Book Read Free

The Big Disruption

Page 16

by Jessica Powell


  “That doesn’t make sense,” Bobby said. “It’s biologically predestined to work.”

  “But it doesn’t,” said Gregor, remembering working through the same questions when he had pored over the data. “Our analysis suggests that the women don’t find a compelling attraction mechanism present in the engineers.”

  “No attraction mechanism,” Bobby said slowly. “But surely there is nothing more attractive than an engineer?”

  Gregor shrugged. “When the data provided no clues, we tried asking some female employees what they thought of the engineers. We did a few focus groups, but even then, the women couldn’t pinpoint any huge problem.”

  “Of course they couldn’t,” Bobby snorted. “The women at Anahata love engineers. Why else would they work for us?”

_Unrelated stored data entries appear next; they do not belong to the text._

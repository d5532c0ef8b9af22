use std::fmt;

use crate::utils::colors::{BOLD, FG_RED, FG_YELLOW, RESET};

/// Icons
const ICON_WARN: &str = "⚠️";
const ICON_ERR: &str = "❌";

/// Warning text as a single coloured line, for writers other than stdout.
pub fn warning_line<T: fmt::Display>(msg: T) -> String {
    format!("{}{}{} {}{}", FG_YELLOW, BOLD, ICON_WARN, msg, RESET)
}

pub fn error_line<T: fmt::Display>(msg: T) -> String {
    format!("{}{}{} {}{}", FG_RED, BOLD, ICON_ERR, msg, RESET)
}

pub fn warning<T: fmt::Display>(msg: T) {
    eprintln!("{}", warning_line(msg));
}
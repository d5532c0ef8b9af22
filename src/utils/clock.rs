use std::cell::Cell;
use std::time::Duration;

use chrono::{Local, NaiveDateTime, TimeDelta};

/// Provides the current local wall time and a way to wait. Timers and the
/// daily reset read time only through this trait so they can be driven by
/// a [`ManualClock`] in tests.
pub trait Clock {
    /// Current local wall-clock time, second precision or finer.
    fn now(&self) -> NaiveDateTime;

    fn sleep(&self, duration: Duration);
}

pub struct SystemClock;

impl Clock for SystemClock {
    fn now(&self) -> NaiveDateTime {
        Local::now().naive_local()
    }

    fn sleep(&self, duration: Duration) {
        std::thread::sleep(duration);
    }
}

/// Clock whose time only moves when told to. `sleep` advances it by the
/// requested duration and returns immediately.
pub struct ManualClock {
    now: Cell<NaiveDateTime>,
}

impl ManualClock {
    pub fn new(start: NaiveDateTime) -> Self {
        Self {
            now: Cell::new(start),
        }
    }

    pub fn set(&self, now: NaiveDateTime) {
        self.now.set(now);
    }

    pub fn advance(&self, delta: TimeDelta) {
        self.now.set(self.now.get() + delta);
    }
}

impl Clock for ManualClock {
    fn now(&self) -> NaiveDateTime {
        self.now.get()
    }

    fn sleep(&self, duration: Duration) {
        self.advance(TimeDelta::milliseconds(duration.as_millis() as i64));
    }
}
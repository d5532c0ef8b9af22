//! CountdownRenderer: the real-time timer screen.
//!
//! Remaining time is always recomputed as `end_time - now` from the clock,
//! never by counting ticks. Above one minute the two big digits show
//! minutes, below it they switch to seconds.

use std::time::Duration;

use chrono::TimeDelta;
use tracing::info;

use super::progress::progress_bar;
use super::tracker::DailyTotalTracker;
use crate::errors::{AppError, AppResult};
use crate::ui::display::{Frame, KeyInput, TimerDisplay};
use crate::ui::font::{BlockFont, HEADER};
use crate::ui::notify::EndOfTimerNotifier;
use crate::utils::clock::Clock;
use crate::utils::time::{remaining_seconds, rounded_minutes};

pub const DEFAULT_TICK: Duration = Duration::from_millis(100);
pub const DEFAULT_QUIT_KEY: char = 'q';

/// Row of the progress bar, just below the banner.
const PROGRESS_ROW: u16 = 7;
/// Gap between the two glyphs.
const GLYPH_GAP: &str = "  ";

#[derive(Debug, Clone, Copy, PartialEq, Eq)]
pub struct TimerRequest {
    pub duration_minutes: u32,
    /// Progress bar length to draw.
    pub progress: usize,
    pub counts_toward_daily_total: bool,
}

#[derive(Debug, Clone, Copy, PartialEq, Eq)]
pub struct TimerOutcome {
    /// `duration - round(remaining / 60)`
    pub elapsed_minutes: u32,
    /// `round(remaining / 60)`; non-zero means the timer can be resumed.
    pub remaining_minutes: u32,
    pub quit: bool,
    /// Remaining time rounded to zero minutes; the end signal was shown.
    pub finished: bool,
}

/// The two big digits for a remaining time: `MM` at 60 s and above
/// (clamped to 99), `SS` below.
pub fn display_digits(remaining_seconds: u64) -> (u8, u8) {
    let value = if remaining_seconds >= 60 {
        (remaining_seconds / 60).min(99)
    } else {
        remaining_seconds
    };
    ((value / 10) as u8, (value % 10) as u8)
}

pub struct CountdownRenderer<'a> {
    font: &'a BlockFont,
    tick: Duration,
    quit_key: char,
    clock: &'a dyn Clock,
    tracker: DailyTotalTracker<'a>,
    notifier: EndOfTimerNotifier<'a>,
}

impl<'a> CountdownRenderer<'a> {
    pub fn new(
        font: &'a BlockFont,
        clock: &'a dyn Clock,
        tracker: DailyTotalTracker<'a>,
        notifier: EndOfTimerNotifier<'a>,
    ) -> Self {
        Self {
            font,
            tick: DEFAULT_TICK,
            quit_key: DEFAULT_QUIT_KEY,
            clock,
            tracker,
            notifier,
        }
    }

    pub fn with_tick(mut self, tick: Duration) -> Self {
        self.tick = tick;
        self
    }

    pub fn with_quit_key(mut self, key: char) -> Self {
        self.quit_key = key;
        self
    }

    /// Run one countdown to expiry or until the quit key is pressed.
    pub fn run(&self, display: &mut dyn TimerDisplay, req: TimerRequest) -> AppResult<TimerOutcome> {
        if req.duration_minutes == 0 {
            return Err(AppError::InvalidDuration(req.duration_minutes));
        }

        let end_time = self.clock.now() + TimeDelta::minutes(i64::from(req.duration_minutes));
        info!(
            minutes = req.duration_minutes,
            counted = req.counts_toward_daily_total,
            "timer started"
        );

        let mut quit = false;
        loop {
            let now = self.clock.now();
            if now >= end_time {
                break;
            }

            let (d1, d2) = display_digits(remaining_seconds(end_time, now));
            let (cols, rows) = display.size();
            display.draw(&self.compose(cols, rows, req.progress, d1, d2))?;

            if let Some(key) = display.poll_key(self.tick)?
                && self.is_quit(key)
            {
                quit = true;
                break;
            }

            self.clock.sleep(self.tick);
        }

        let remaining = remaining_seconds(end_time, self.clock.now());
        let remaining_minutes = rounded_minutes(remaining);
        let elapsed_minutes = req.duration_minutes.saturating_sub(remaining_minutes);

        info!(elapsed_minutes, remaining_seconds = remaining, quit, "timer stopped");

        if req.counts_toward_daily_total {
            self.tracker.add_completed(elapsed_minutes)?;
        }

        let finished = remaining_minutes == 0;
        if finished {
            self.notifier.notify(display)?;
        }

        Ok(TimerOutcome {
            elapsed_minutes,
            remaining_minutes,
            quit,
            finished,
        })
    }

    fn is_quit(&self, key: KeyInput) -> bool {
        match key {
            KeyInput::Interrupt => true,
            KeyInput::Char(c) => c == self.quit_key,
        }
    }

    /// Lay out one screen: banner at the top, progress bar on row 7, the two
    /// glyphs around the centre.
    pub fn compose(&self, cols: u16, rows: u16, progress: usize, d1: u8, d2: u8) -> Frame {
        let mut frame = Frame::default();

        for (i, line) in HEADER.lines().enumerate() {
            if !line.is_empty() {
                frame.push(i as u16, 0, line);
            }
        }
        frame.push(PROGRESS_ROW, 0, progress_bar(progress));

        let top = (rows / 2).saturating_sub(3);
        let left = (cols / 2).saturating_sub(8);
        let second = left.saturating_add((self.font.width() + GLYPH_GAP.len()) as u16);

        let first_glyph = self.font.glyph(d1);
        let second_glyph = self.font.glyph(d2);
        for i in 0..self.font.height() {
            let row = top.saturating_add(i as u16);
            frame.push(row, left, format!("{}{GLYPH_GAP}", first_glyph[i]));
            frame.push(row, second, format!("{}{GLYPH_GAP}", second_glyph[i]));
        }

        frame
    }
}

  “There were some who highlighted hygiene and clothing issues, and the word ‘nerd’ came up a lot, but mainly they just found the engineers to be less desirable than other men on campus.”

  “What other men?”

  “The sales team.”

  “Hmm.” Bobby stood and walked to the edge of his porch, gazing into the forest. “Gregor, this is serious.”

  “Yes, the breeding program is crucial to — ”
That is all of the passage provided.